Context important in assessing woman’s past secrets
Dear Carolyn: Recently, I began an invigorating flirtation with a woman at work — movies, jogging after work, dinner at home, etc. Last week, she told me she’d been involved in an extended affair with a married man three or four years earlier. She was also living with another man at the time. The news came as a huge disappointment, and I’m wondering how much importance to attach to her history of lengthy deception.
I think there’s a risk of your blowing this out of proportion, so I’ll be conservative and put its importance somewhere between “staggering” and “colossal.”
Integrity isn’t just a four-syllable word. If this woman doesn’t have it, the jogging better be awfully good.
Note the flagrant use of “if.” I could argue that her long-term deceptions guarantee she’s integritystarved, but that would deny her the opportunity almost every one of us wants out of life at least once: to be able to make a godawful mistake, to have an epiphany as a result, and to be accepted ever after for both the epiphany and the mistake, and not merely for the mistake.
So about that epiphany. Did she have one? Specifically, did she treat her behavior with the appropriate dose of self-loathing, and is she living proof that it worked? It isn’t too early to tell; just recall what else she said when she delivered the news. Context speaks louder than words.

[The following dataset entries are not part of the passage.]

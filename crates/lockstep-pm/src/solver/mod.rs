//! Resolution pipeline: candidates in, ordered operations out.
//!
//! A run goes through five stages:
//!
//! 1. [`PoolBuilder`] filters repository packages by stability floor and
//!    platform availability into a [`Pool`] with dense ids. Dropped
//!    packages are remembered so problems can say why they were dropped.
//! 2. [`RuleGenerator`] turns the [`Request`] and the pool into clauses:
//!    root requirements, fixed packages, requires, conflicts, one version
//!    per name and alias links.
//! 3. [`Solver`] runs CDCL over those clauses. It propagates through the
//!    [`WatchGraph`], branches in [`Policy`] order, learns a clause per
//!    conflict and restarts after each level-0 conflict until every
//!    independent [`Problem`] is collected. It gives up once its
//!    [`SolverBudget`] is spent or its cancel flag is set.
//! 4. [`Transaction`] diffs the [`Solution`] against the prior packages and
//!    orders the operations by their requires.
//! 5. The caller records the solution in the lock through
//!    `crate::lock::Locker`.
//!
//! # Example
//!
//! ```ignore
//! use lockstep_pm::solver::{Policy, Pool, Request, Solver};
//!
//! let pool = Pool::builder().add_packages(packages).build();
//!
//! let mut request = Request::new();
//! request.require("vendor/package", "^1.0");
//!
//! let policy = Policy::from_request(&request);
//! match Solver::new(&pool, &policy).solve(&request) {
//!     Ok(transaction) => println!("{} operations", transaction.len()),
//!     Err(err) => println!("No solution: {err}"),
//! }
//! ```

mod decisions;
mod policy;
mod pool;
mod problem;
mod request;
mod rule;
mod rule_generator;
mod rule_set;
mod solver;
mod transaction;
mod watch_graph;


pub use decisions::Decisions;
pub use policy::Policy;
pub use pool::{FilterReason, FilteredPackage, PackageId, Pool, PoolBuilder, PoolEntry, PLATFORM_REPO};
pub use problem::{Problem, ProblemRule, ProblemSet};
pub use request::{RootAlias, RootRequire, Request};
pub use rule::{Literal, Rule, RuleId, RuleType};
pub use rule_generator::RuleGenerator;
pub use rule_set::{RuleSet, RuleSetStats};
pub use solver::{Solution, Solver, SolverBudget, SolverStats};
pub use transaction::{Operation, Transaction};
pub use watch_graph::WatchGraph;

Dear Carolyn: I’m in a longdistance relationship with someone younger and still in school. I want to spend the rest of my life with this person, but I worry I am a crutch keeping them from getting to the same point in maturity where I am now. How can I stop enabling dependence without harming our relationship?
Be willing to harm the relationship. Sounds callous, but look at it this way and it’s the only unselfish course: Which is better, to want what’s best for each other at the possible expense of your relationship, or to want the relationship at the possible expense of each other?
If you believe your student belovedness isn’t ready for long-term commitment, end the commitment. I know some will cry condescension since it appears you’re deciding unilaterally what’s best for your younger, lessmature partner.
But you’re really deciding how to look out for yourself. Either you’re comfortable with this person’s maturity and independence, or you think she/he has a way to go. Either you think staying together is healthy, or you think freedom will be. Either this person makes you happy as-is, or it’s better, for you, to stay in touch but see other people. Just be honest in how you word that: “I want you to choose me after you’ve lived more of life.”